▸ **Problem**
Find the string "BTreeMap" in the records. Copy each line that has it.

___ The data ___

//! Logging Module
//!
//! Structured logging through `tracing`. Everything goes to stderr so stdout
//! stays free for metrics tables and the inference JSON.

use tracing::Level;
use tracing_subscriber::{EnvFilter, FmtSubscriber};

use crate::utils::error::{DermError, Result};

/// Logging configuration
#[derive(Debug, Clone)]
pub struct LogConfig {
    /// Minimum log level to display
    pub level: LogLevel,
    /// Whether to include timestamps
    pub timestamps: bool,
    /// Whether to include target (module path)
    pub include_target: bool,
    /// Whether to use ANSI colors
    pub ansi_colors: bool,
}

impl Default for LogConfig {
    fn default() -> Self {
        Self {
            level: LogLevel::Info,
            timestamps: true,
            include_target: false,
            ansi_colors: true,
        }
    }
}

impl LogConfig {
    /// Debug level with module paths
    pub fn verbose() -> Self {
        Self {
            level: LogLevel::Debug,
            timestamps: true,
            include_target: true,
            ansi_colors: true,
        }
    }

    /// Errors only
    pub fn quiet() -> Self {
        Self {
            level: LogLevel::Error,
            timestamps: false,
            include_target: false,
            ansi_colors: true,
        }
    }
}

/// Log level enum
#[derive(Debug, Clone, Copy, PartialEq, Eq)]
pub enum LogLevel {
    Trace,
    Debug,
    Info,
    Warn,
    Error,
}

impl LogLevel {
    pub fn to_tracing_level(&self) -> Level {
        match self {
            LogLevel::Trace => Level::TRACE,
            LogLevel::Debug => Level::DEBUG,
            LogLevel::Info => Level::INFO,
            LogLevel::Warn => Level::WARN,
            LogLevel::Error => Level::ERROR,
        }
    }

    /// Lenient parse, unknown names fall back to `Info`
    pub fn parse(s: &str) -> Self {
        match s.to_lowercase().as_str() {
            "trace" => LogLevel::Trace,
            "debug" => LogLevel::Debug,
            "info" => LogLevel::Info,
            "warn" | "warning" => LogLevel::Warn,
            "error" => LogLevel::Error,
            _ => LogLevel::Info,
        }
    }
}

impl std::fmt::Display for LogLevel {
    fn fmt(&self, f: &mut std::fmt::Formatter<'_>) -> std::fmt::Result {
        match self {
            LogLevel::Trace => write!(f, "trace"),
            LogLevel::Debug => write!(f, "debug"),
            LogLevel::Info => write!(f, "info"),
            LogLevel::Warn => write!(f, "warn"),
            LogLevel::Error => write!(f, "error"),
        }
    }
}

/// Install the global subscriber.
///
/// `RUST_LOG` overrides the configured level when set.
pub fn init_logging(config: &LogConfig) -> Result<()> {
    let filter = EnvFilter::try_from_default_env()
        .unwrap_or_else(|_| EnvFilter::new(config.level.to_string()));

    let builder = FmtSubscriber::builder()
        .with_env_filter(filter)
        .with_writer(std::io::stderr)
        .with_ansi(config.ansi_colors)
        .with_target(config.include_target)
        .compact();

    let result = if config.timestamps {
        tracing::subscriber::set_global_default(builder.finish())
    } else {
        tracing::subscriber::set_global_default(builder.without_time().finish())
    };

    result.map_err(|e| DermError::Config(format!("Failed to initialize logging: {}", e)))
}

#[cfg(test)]
mod tests {
    use super::*;

    #[test]
    fn test_log_level_parse() {
        assert_eq!(LogLevel::parse("debug"), LogLevel::Debug);
        assert_eq!(LogLevel::parse("INFO"), LogLevel::Info);
        assert_eq!(LogLevel::parse("Warning"), LogLevel::Warn);
        assert_eq!(LogLevel::parse("unknown"), LogLevel::Info);
    }

    #[test]
    fn test_display_is_a_valid_filter() {
        for level in [LogLevel::Trace, LogLevel::Debug, LogLevel::Info, LogLevel::Warn, LogLevel::Error] {
            assert!(EnvFilter::try_new(level.to_string()).is_ok());
        }
    }

    #[test]
    fn test_presets() {
        assert_eq!(LogConfig::default().level, LogLevel::Info);
        assert_eq!(LogConfig::verbose().level, LogLevel::Debug);
        assert!(!LogConfig::quiet().timestamps);
    }
}
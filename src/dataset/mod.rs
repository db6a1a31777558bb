//! Dataset module
//!
//! - `labels`: the fixed code → class index table
//! - `metadata`, `resolver`: reading HAM10000 metadata and locating images
//! - `split`, `prepare`: stratified split and materialization of `train/`/`val/`
//! - `preprocess`, `augmentation`: the shared image pipeline
//! - `source`, `batcher`: labeled samples and Burn batching

pub mod augmentation;
pub mod batcher;
pub mod labels;
pub mod metadata;
pub mod prepare;
pub mod preprocess;
pub mod resolver;
pub mod source;
pub mod split;

pub use augmentation::{AugmentationConfig, Augmenter};
pub use batcher::{LesionBatch, LesionBatcher};
pub use labels::{class_names, LesionClass, LABEL_ENCODING_VERSION, NUM_CLASSES};
pub use metadata::{MetadataRecord, MetadataTable};
pub use prepare::{prepare_dataset, PrepareConfig, PrepareReport};
pub use resolver::{ImageResolver, LocalFs, PathProbe};
pub use source::{LesionImageSource, LesionItem};
pub use split::{stratified_split, DatasetSplit, SplitConfig};
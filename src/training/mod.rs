//! Training module
//!
//! - `config`: the reproducible run configuration
//! - `trainer`: the train/validate loop and best-checkpoint policy
//! - `evaluator`: loss, accuracy, confusion matrix and report over a source
//! - `checkpoint`: atomic best/final/frozen artifacts with sidecars
//! - `finalize`: freezing the best checkpoint for deployment

pub mod checkpoint;
pub mod config;
pub mod evaluator;
pub mod finalize;
pub mod trainer;

pub use checkpoint::{load_checkpoint, save_checkpoint, CheckpointKind, CheckpointMetadata, CheckpointStore};
pub use config::TrainingConfig;
pub use evaluator::{evaluate, EvaluationReport};
pub use finalize::finalize;
pub use trainer::{train, BestTracker, TrainingHistory, TrainingOutcome};
impl CheckpointMetadata {
    pub fn new(kind: CheckpointKind, epoch: Option<usize>, validation_accuracy: Option<f64>) -> Self {
        Self {
            kind,
            epoch,
            validation_accuracy,
            num_classes: NUM_CLASSES,
            class_names: class_names(),
            label_encoding_version: LABEL_ENCODING_VERSION,
            image_size: IMAGE_SIZE,
            timestamp: chrono::Utc::now().to_rfc3339(),
        }
    }

    pub fn with_image_size(mut self, image_size: usize) -> Self {
        self.image_size = image_size;
        self
    }

    /// Same provenance, re-tagged as another kind
    pub fn retag(&self, kind: CheckpointKind) -> Self {
        Self {
            kind,
            timestamp: chrono::Utc::now().to_rfc3339(),
            ..self.clone()
        }
    }

    /// Check that the sidecar matches the current label encoding
    pub fn validate(&self) -> Result<()> {
        if self.label_encoding_version != LABEL_ENCODING_VERSION {
            return Err(DermError::LabelEncodingMismatch {
                expected: LABEL_ENCODING_VERSION,
                found: self.label_encoding_version,
            });
        }
        if self.num_classes != NUM_CLASSES {
            return Err(DermError::ArtifactShape {
                expected: format!("{} classes", NUM_CLASSES),
                found: format!("{} classes", self.num_classes),
            });
        }
        if self.image_size < MIN_IMAGE_SIZE {
            return Err(DermError::ArtifactShape {
                expected: format!("input side of at least {}", MIN_IMAGE_SIZE),
                found: format!("input side {}", self.image_size),
            });
        }
        Ok(())
    }
}

/// `path` without a trailing `.mpk` or `.json`
pub fn checkpoint_stem(path: &Path) -> PathBuf {
    match path.extension().and_then(|e| e.to_str()) {
        Some(RECORD_EXTENSION) | Some(SIDECAR_EXTENSION) => path.with_extension(""),
        _ => path.to_path_buf(),
    }
}

fn append_extension(stem: &Path, extension: &str) -> PathBuf {
    let mut name = checkpoint_stem(stem).into_os_string();
    name.push(".");
    name.push(extension);
    PathBuf::from(name)
}

/// `<stem>.mpk`
pub fn record_path(stem: &Path) -> PathBuf {
    append_extension(stem, RECORD_EXTENSION)
}

/// `<stem>.json`
pub fn sidecar_path(stem: &Path) -> PathBuf {
    append_extension(stem, SIDECAR_EXTENSION)
}

/// Hidden sibling used while writing `stem`
fn partial_stem(stem: &Path) -> PathBuf {
    let stem = checkpoint_stem(stem);
    let name = stem
        .file_name()
        .map(|n| n.to_string_lossy().to_string())
        .unwrap_or_default();
    stem.with_file_name(format!(".{}.partial", name))
}

/// Persist `model` and its sidecar at `stem`. Returns the record path.
pub fn save_checkpoint<B: Backend>(
    model: &LesionClassifier<B>,
    stem: &Path,
    metadata: &CheckpointMetadata,
) -> Result<PathBuf> {
    if let Some(parent) = stem.parent().filter(|p| !p.as_os_str().is_empty()) {
        fs::create_dir_all(parent)?;
    }

    let partial = partial_stem(stem);
    let recorder = CheckpointRecorder::new();
    // burn calls set_extension on the path; hand it one that already ends in .mpk
    model
        .clone()
        .save_file(record_path(&partial), &recorder)
        .map_err(|e| DermError::Model(format!("failed to write {:?}: {}", stem, e)))?;

    let json = serde_json::to_string_pretty(metadata)?;
    fs::write(sidecar_path(&partial), json)?;

    let target = record_path(stem);
    fs::rename(record_path(&partial), &target)?;
    fs::rename(sidecar_path(&partial), sidecar_path(stem))?;

    debug!("Checkpoint written to {:?}", target);
    Ok(target)
}

/// Read the sidecar next to `stem`, `None` if there is none
pub fn read_metadata(stem: &Path) -> Result<Option<CheckpointMetadata>> {
    let path = sidecar_path(stem);
    if !path.exists() {
        return Ok(None);
    }
    let json = fs::read_to_string(&path)?;
    let metadata = serde_json::from_str(&json).map_err(|e| DermError::CheckpointLoad {
        path: path.clone(),
        reason: format!("invalid sidecar: {}", e),
    })?;
    Ok(Some(metadata))
}

/// Load a checkpoint into a model built for the current label encoding.
///
/// Accepts the stem or the `.mpk` path.
pub fn load_checkpoint<B: Backend>(stem: &Path, device: &B::Device) -> Result<LesionClassifier<B>> {
    let record = record_path(stem);
    if !record.is_file() {
        return Err(DermError::CheckpointMissing(record));
    }

    if let Some(metadata) = read_metadata(stem)? {
        metadata.validate()?;
    }

    let model = ClassifierConfig::new()
        .init::<B>(device)?
        .load_file(record.clone(), &CheckpointRecorder::new(), device)
        .map_err(|e| DermError::CheckpointLoad {
            path: record.clone(),
            reason: e.to_string(),
        })?;

    validate_head(&model)?;
    info!("Loaded checkpoint {:?}", record);
    Ok(model)
}

/// The head must map the 512 extractor features to exactly `NUM_CLASSES` logits.
pub fn validate_head<B: Backend>(model: &LesionClassifier<B>) -> Result<()> {
    let weight = model.head.weight.dims();
    let bias = model.head.bias.as_ref().map(|b| b.dims()[0]);

    if weight != [FEATURE_DIM, NUM_CLASSES] || bias != Some(NUM_CLASSES) {
        return Err(DermError::ArtifactShape {
            expected: format!("head weight {:?}, bias [{}]", [FEATURE_DIM, NUM_CLASSES], NUM_CLASSES),
            found: format!("head weight {:?}, bias {:?}", weight, bias),
        });
    }
    Ok(())
}

/// Best and final checkpoints of one training run
#[derive(Debug, Clone)]
pub struct CheckpointStore {
    dir: PathBuf,
    image_size: usize,
}

impl CheckpointStore {
    pub fn new(dir: impl Into<PathBuf>) -> Self {
        Self {
            dir: dir.into(),
            image_size: IMAGE_SIZE,
        }
    }

    /// Input side recorded in every sidecar this store writes
    pub fn with_image_size(mut self, image_size: usize) -> Self {
        self.image_size = image_size;
        self
    }

    pub fn dir(&self) -> &Path {
        &self.dir
    }

    pub fn best_stem(&self) -> PathBuf {
        self.dir.join(BEST_CHECKPOINT)
    }

    pub fn final_stem(&self) -> PathBuf {
        self.dir.join(FINAL_CHECKPOINT)
    }

    pub fn save_best<B: Backend>(
        &self,
        model: &LesionClassifier<B>,
        epoch: usize,
        accuracy: f64,
    ) -> Result<PathBuf> {
        let metadata = CheckpointMetadata::new(CheckpointKind::Best, Some(epoch), Some(accuracy))
            .with_image_size(self.image_size);
        save_checkpoint(model, &self.best_stem(), &metadata)
    }

    pub fn save_final<B: Backend>(
        &self,
        model: &LesionClassifier<B>,
        epoch: usize,
        accuracy: Option<f64>,
    ) -> Result<PathBuf> {
        let metadata = CheckpointMetadata::new(CheckpointKind::Final, Some(epoch), accuracy)
            .with_image_size(self.image_size);
        save_checkpoint(model, &self.final_stem(), &metadata)
    }
}
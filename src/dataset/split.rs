//! Stratified train/validation split.
//!
//! Each class contributes `round(n * validation_fraction)` samples to the
//! validation set, chosen by a seeded ChaCha8 shuffle. Classes are visited in
//! label order so the same seed always yields the same partition.

use std::collections::BTreeMap;

use rand::prelude::*;
use rand_chacha::ChaCha8Rng;
use serde::{Deserialize, Serialize};

use crate::dataset::labels::LesionClass;
use crate::utils::error::{DermError, Result};
use crate::{DEFAULT_SEED, VALIDATION_FRACTION};

/// Configuration for dataset splitting
#[derive(Debug, Clone, Serialize, Deserialize)]
pub struct SplitConfig {
    /// Fraction of each class held out for validation
    pub validation_fraction: f64,
    /// Random seed for reproducibility
    pub seed: u64,
}

impl Default for SplitConfig {
    fn default() -> Self {
        Self {
            validation_fraction: VALIDATION_FRACTION,
            seed: DEFAULT_SEED,
        }
    }
}

impl SplitConfig {
    pub fn new(validation_fraction: f64, seed: u64) -> Result<Self> {
        if !(0.0..1.0).contains(&validation_fraction) {
            return Err(DermError::Config(format!(
                "validation fraction must be in [0, 1), got {}",
                validation_fraction
            )));
        }
        Ok(Self {
            validation_fraction,
            seed,
        })
    }

    pub fn with_seed(mut self, seed: u64) -> Self {
        self.seed = seed;
        self
    }
}

/// Disjoint train/validation partition
#[derive(Debug, Clone, Serialize, Deserialize)]
pub struct DatasetSplit<T> {
    pub train: Vec<T>,
    pub validation: Vec<T>,
}

impl<T> DatasetSplit<T> {
    pub fn len(&self) -> usize {
        self.train.len() + self.validation.len()
    }

    pub fn is_empty(&self) -> bool {
        self.len() == 0
    }
}

/// Split `items` per class, keeping each class's proportion in both subsets.
pub fn stratified_split<T, F>(items: Vec<T>, label_of: F, config: &SplitConfig) -> DatasetSplit<T>
where
    F: Fn(&T) -> LesionClass,
{
    let mut by_class: BTreeMap<LesionClass, Vec<T>> = BTreeMap::new();
    for item in items {
        by_class.entry(label_of(&item)).or_default().push(item);
    }

    let mut rng = ChaCha8Rng::seed_from_u64(config.seed);
    let mut train = Vec::new();
    let mut validation = Vec::new();

    for (_, mut class_items) in by_class {
        let n = class_items.len();
        let n_val = ((n as f64 * config.validation_fraction).round() as usize).min(n);

        class_items.shuffle(&mut rng);
        let class_train = class_items.split_off(n_val);

        validation.extend(class_items);
        train.extend(class_train);
    }

    DatasetSplit { train, validation }
}
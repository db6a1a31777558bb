//! HAM10000 metadata table.
//!
//! Only the `image_id` and `dx` columns are read; any other column is ignored.
//! Rows are numbered from 1 starting at the first data row. Each `image_id`
//! may appear only once.

use std::collections::HashMap;
use std::io::Read;
use std::path::Path;

use serde::{Deserialize, Serialize};
use tracing::debug;

use crate::dataset::labels::LesionClass;
use crate::utils::error::{DermError, Result};

const IMAGE_ID_COLUMN: &str = "image_id";
const LABEL_COLUMN: &str = "dx";

/// One labeled entry of the metadata table
#[derive(Debug, Clone, PartialEq, Eq, Serialize, Deserialize)]
pub struct MetadataRecord {
    pub image_id: String,
    pub label: LesionClass,
}

/// Parsed metadata table, in file order
#[derive(Debug, Clone, Default)]
pub struct MetadataTable {
    records: Vec<MetadataRecord>,
}

impl MetadataTable {
    /// Read and validate a CSV file
    pub fn from_path(path: &Path) -> Result<Self> {
        let file = std::fs::File::open(path).map_err(|e| {
            DermError::Dataset(format!("cannot open metadata '{}': {}", path.display(), e))
        })?;
        let table = Self::from_reader(file)?;
        debug!("Read {} metadata rows from {:?}", table.len(), path);
        Ok(table)
    }

    /// Parse CSV from any reader. The whole table is validated before returning.
    pub fn from_reader<R: Read>(reader: R) -> Result<Self> {
        let mut csv_reader = csv::ReaderBuilder::new()
            .has_headers(true)
            .flexible(true)
            .trim(csv::Trim::All)
            .from_reader(reader);

        let headers = csv_reader.headers()?.clone();
        let column = |name: &str| -> Result<usize> {
            headers
                .iter()
                .position(|h| h == name)
                .ok_or_else(|| DermError::MalformedMetadata {
                    row: 0,
                    reason: format!("missing '{}' column", name),
                })
        };
        let id_col = column(IMAGE_ID_COLUMN)?;
        let dx_col = column(LABEL_COLUMN)?;

        let mut records = Vec::new();
        let mut first_seen: HashMap<String, usize> = HashMap::new();
        for (i, row) in csv_reader.records().enumerate() {
            let row_number = i + 1;
            let row = row.map_err(|e| DermError::MalformedMetadata {
                row: row_number,
                reason: e.to_string(),
            })?;

            let field = |col: usize, name: &str| -> Result<String> {
                match row.get(col) {
                    Some(value) if !value.is_empty() => Ok(value.to_string()),
                    _ => Err(DermError::MalformedMetadata {
                        row: row_number,
                        reason: format!("missing or empty '{}'", name),
                    }),
                }
            };

            let image_id = field(id_col, IMAGE_ID_COLUMN)?;
            if let Some(first) = first_seen.get(&image_id) {
                return Err(DermError::MalformedMetadata {
                    row: row_number,
                    reason: format!("duplicate image_id '{}' (first seen at row {})", image_id, first),
                });
            }
            first_seen.insert(image_id.clone(), row_number);
            let code = field(dx_col, LABEL_COLUMN)?;
            let label = LesionClass::from_code(&code, &format!("metadata row {}", row_number))?;

            records.push(MetadataRecord { image_id, label });
        }

        Ok(Self { records })
    }

    pub fn from_records(records: Vec<MetadataRecord>) -> Self {
        Self { records }
    }

    pub fn records(&self) -> &[MetadataRecord] {
        &self.records
    }

    pub fn len(&self) -> usize {
        self.records.len()
    }

    pub fn is_empty(&self) -> bool {
        self.records.is_empty()
    }
}
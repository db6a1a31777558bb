//! Dataset preparation.
//!
//! Turns a HAM10000-style metadata table plus one or more source image folders
//! into `train/<code>/` and `val/<code>/` trees of copied images. Originals are
//! never moved. Re-running with the same seed reproduces the same split and
//! overwrites identical copies.

use std::collections::BTreeMap;
use std::path::{Path, PathBuf};

use serde::{Deserialize, Serialize};
use tracing::{info, warn};

use crate::dataset::metadata::{MetadataRecord, MetadataTable};
use crate::dataset::resolver::{ImageResolver, PathProbe, IMAGE_EXTENSION};
use crate::dataset::split::{stratified_split, SplitConfig};
use crate::utils::error::{DermError, Result, ResultExt};

/// Name of the training split directory
pub const TRAIN_DIR: &str = "train";

/// Name of the validation split directory
pub const VAL_DIR: &str = "val";

/// File written next to the split directories
pub const REPORT_FILE: &str = "prepare_report.json";

/// Configuration for dataset preparation
#[derive(Debug, Clone, Serialize, Deserialize)]
pub struct PrepareConfig {
    /// Metadata CSV with `image_id` and `dx` columns
    pub metadata: PathBuf,
    /// Source directories, searched in order
    pub image_dirs: Vec<PathBuf>,
    /// Root receiving `train/` and `val/`
    pub output_dir: PathBuf,
    pub split: SplitConfig,
    /// Write `prepare_report.json` into the output root
    pub write_report: bool,
}

impl PrepareConfig {
    pub fn new(metadata: PathBuf, image_dirs: Vec<PathBuf>, output_dir: PathBuf) -> Self {
        Self {
            metadata,
            image_dirs,
            output_dir,
            split: SplitConfig::default(),
            write_report: true,
        }
    }
}

/// Outcome of a preparation run
#[derive(Debug, Clone, Default, Serialize, Deserialize)]
pub struct PrepareReport {
    /// Metadata rows read
    pub total_rows: usize,
    /// Copied images per class code in the training split
    pub train: BTreeMap<String, usize>,
    /// Copied images per class code in the validation split
    pub validation: BTreeMap<String, usize>,
    /// Identifiers not found in any source directory
    pub missing: Vec<String>,
}

impl PrepareReport {
    pub fn copied(&self) -> usize {
        self.train.values().sum::<usize>() + self.validation.values().sum::<usize>()
    }

    pub fn save(&self, path: &Path) -> Result<()> {
        let json = serde_json::to_string_pretty(self)?;
        std::fs::write(path, json)?;
        Ok(())
    }
}

impl std::fmt::Display for PrepareReport {
    fn fmt(&self, f: &mut std::fmt::Formatter<'_>) -> std::fmt::Result {
        writeln!(f, "Dataset Preparation Summary:")?;
        writeln!(f, "  Metadata rows: {}", self.total_rows)?;
        writeln!(f, "  Copied images: {}", self.copied())?;
        writeln!(f, "  {:<8} {:>8} {:>8}", "class", TRAIN_DIR, VAL_DIR)?;
        let codes: std::collections::BTreeSet<&String> =
            self.train.keys().chain(self.validation.keys()).collect();
        for code in codes {
            writeln!(
                f,
                "  {:<8} {:>8} {:>8}",
                code,
                self.train.get(code).copied().unwrap_or(0),
                self.validation.get(code).copied().unwrap_or(0)
            )?;
        }
        if !self.missing.is_empty() {
            writeln!(f, "  Missing images: {}", self.missing.len())?;
        }
        Ok(())
    }
}

/// Read the metadata table, split it and copy the images.
pub fn prepare_dataset(config: &PrepareConfig) -> Result<PrepareReport> {
    if config.image_dirs.is_empty() {
        return Err(DermError::Config("at least one image directory is required".to_string()));
    }

    let table = MetadataTable::from_path(&config.metadata)?;
    let resolver = ImageResolver::new(config.image_dirs.clone());
    let report = prepare_with_resolver(&table, &resolver, &config.output_dir, &config.split)?;

    if config.write_report {
        report.save(&config.output_dir.join(REPORT_FILE))?;
    }

    Ok(report)
}

/// Split `table` and copy each resolvable image under `output_dir`.
///
/// Missing images are logged and listed in the report; copy failures abort.
pub fn prepare_with_resolver<P: PathProbe>(
    table: &MetadataTable,
    resolver: &ImageResolver<P>,
    output_dir: &Path,
    split: &SplitConfig,
) -> Result<PrepareReport> {
    let records = table.records().to_vec();
    let total_rows = records.len();
    let split = stratified_split(records, |r| r.label, split);

    info!(
        "Split {} rows into {} train / {} val",
        total_rows,
        split.train.len(),
        split.validation.len()
    );

    let mut report = PrepareReport {
        total_rows,
        ..Default::default()
    };

    let train_dir = output_dir.join(TRAIN_DIR);
    let val_dir = output_dir.join(VAL_DIR);
    std::fs::create_dir_all(&train_dir)?;
    std::fs::create_dir_all(&val_dir)?;

    report.train = copy_records(&split.train, resolver, &train_dir, &mut report.missing)?;
    report.validation = copy_records(&split.validation, resolver, &val_dir, &mut report.missing)?;

    Ok(report)
}

fn copy_records<P: PathProbe>(
    records: &[MetadataRecord],
    resolver: &ImageResolver<P>,
    target_dir: &Path,
    missing: &mut Vec<String>,
) -> Result<BTreeMap<String, usize>> {
    let mut counts = BTreeMap::new();

    for record in records {
        let class_dir = target_dir.join(record.label.code());
        std::fs::create_dir_all(&class_dir)?;

        let Some(src_path) = resolver.resolve(&record.image_id) else {
            warn!("Image not found: {}.{}", record.image_id, IMAGE_EXTENSION);
            missing.push(record.image_id.clone());
            continue;
        };

        let dst_path = class_dir.join(format!("{}.{}", record.image_id, IMAGE_EXTENSION));
        std::fs::copy(&src_path, &dst_path).with_context(|| {
            format!("copying {} to {}", src_path.display(), dst_path.display())
        })?;

        *counts.entry(record.label.code().to_string()).or_insert(0) += 1;
    }

    Ok(counts)
}

#[cfg(test)]
mod tests {
    use super::*;

    fn setup(dir: &Path) -> PrepareConfig {
        let part_1 = dir.join("part_1");
        let part_2 = dir.join("part_2");
        std::fs::create_dir_all(&part_1).unwrap();
        std::fs::create_dir_all(&part_2).unwrap();

        let mut csv = String::from("lesion_id,image_id,dx\n");
        for i in 0..10 {
            let (code, root) = if i < 5 { ("nv", &part_1) } else { ("mel", &part_2) };
            csv.push_str(&format!("HAM_{i},ISIC_{i},{code}\n"));
            if i != 9 {
                std::fs::write(root.join(format!("ISIC_{i}.jpg")), format!("img{i}")).unwrap();
            }
        }
        let metadata = dir.join("metadata.csv");
        std::fs::write(&metadata, csv).unwrap();

        PrepareConfig::new(metadata, vec![part_1, part_2], dir.join("out"))
    }

    #[test]
    fn test_prepare_copies_and_reports_missing() {
        let dir = tempfile::tempdir().unwrap();
        let config = setup(dir.path());

        let report = prepare_dataset(&config).unwrap();

        assert_eq!(report.total_rows, 10);
        assert_eq!(report.missing, vec!["ISIC_9".to_string()]);
        assert_eq!(report.copied(), 9);
        assert_eq!(report.validation.get("nv"), Some(&1));
        assert_eq!(report.validation.values().sum::<usize>() + report.train.values().sum::<usize>(), 9);

        assert!(config.output_dir.join(REPORT_FILE).exists());
        assert!(dir.path().join("part_1/ISIC_0.jpg").exists());
        assert_eq!(std::fs::read_dir(config.output_dir.join("train/nv")).unwrap().count(), 4);
    }

    #[test]
    fn test_prepare_is_idempotent() {
        let dir = tempfile::tempdir().unwrap();
        let config = setup(dir.path());

        let first = prepare_dataset(&config).unwrap();
        let second = prepare_dataset(&config).unwrap();

        assert_eq!(first.train, second.train);
        assert_eq!(first.validation, second.validation);
        let val_mel = std::fs::read_dir(config.output_dir.join("val/mel")).unwrap().count();
        assert_eq!(Some(&val_mel), second.validation.get("mel").or(Some(&0)));
    }

    #[test]
    fn test_malformed_metadata_aborts_before_copy() {
        let dir = tempfile::tempdir().unwrap();
        let mut config = setup(dir.path());
        let bad = dir.path().join("bad.csv");
        std::fs::write(&bad, "image_id,dx\nISIC_0,nv\nISIC_1,xyz\n").unwrap();
        config.metadata = bad;

        let err = prepare_dataset(&config).unwrap_err();
        assert!(matches!(err, DermError::UnknownLabel { .. }));
        assert!(!config.output_dir.exists());
    }
}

___

▸ **Solution to this exercise**
use std::collections::BTreeMap;
    let mut by_class: BTreeMap<LesionClass, Vec<T>> = BTreeMap::new();
use std::collections::BTreeMap;
    pub train: BTreeMap<String, usize>,
    pub validation: BTreeMap<String, usize>,
) -> Result<BTreeMap<String, usize>> {
    let mut counts = BTreeMap::new();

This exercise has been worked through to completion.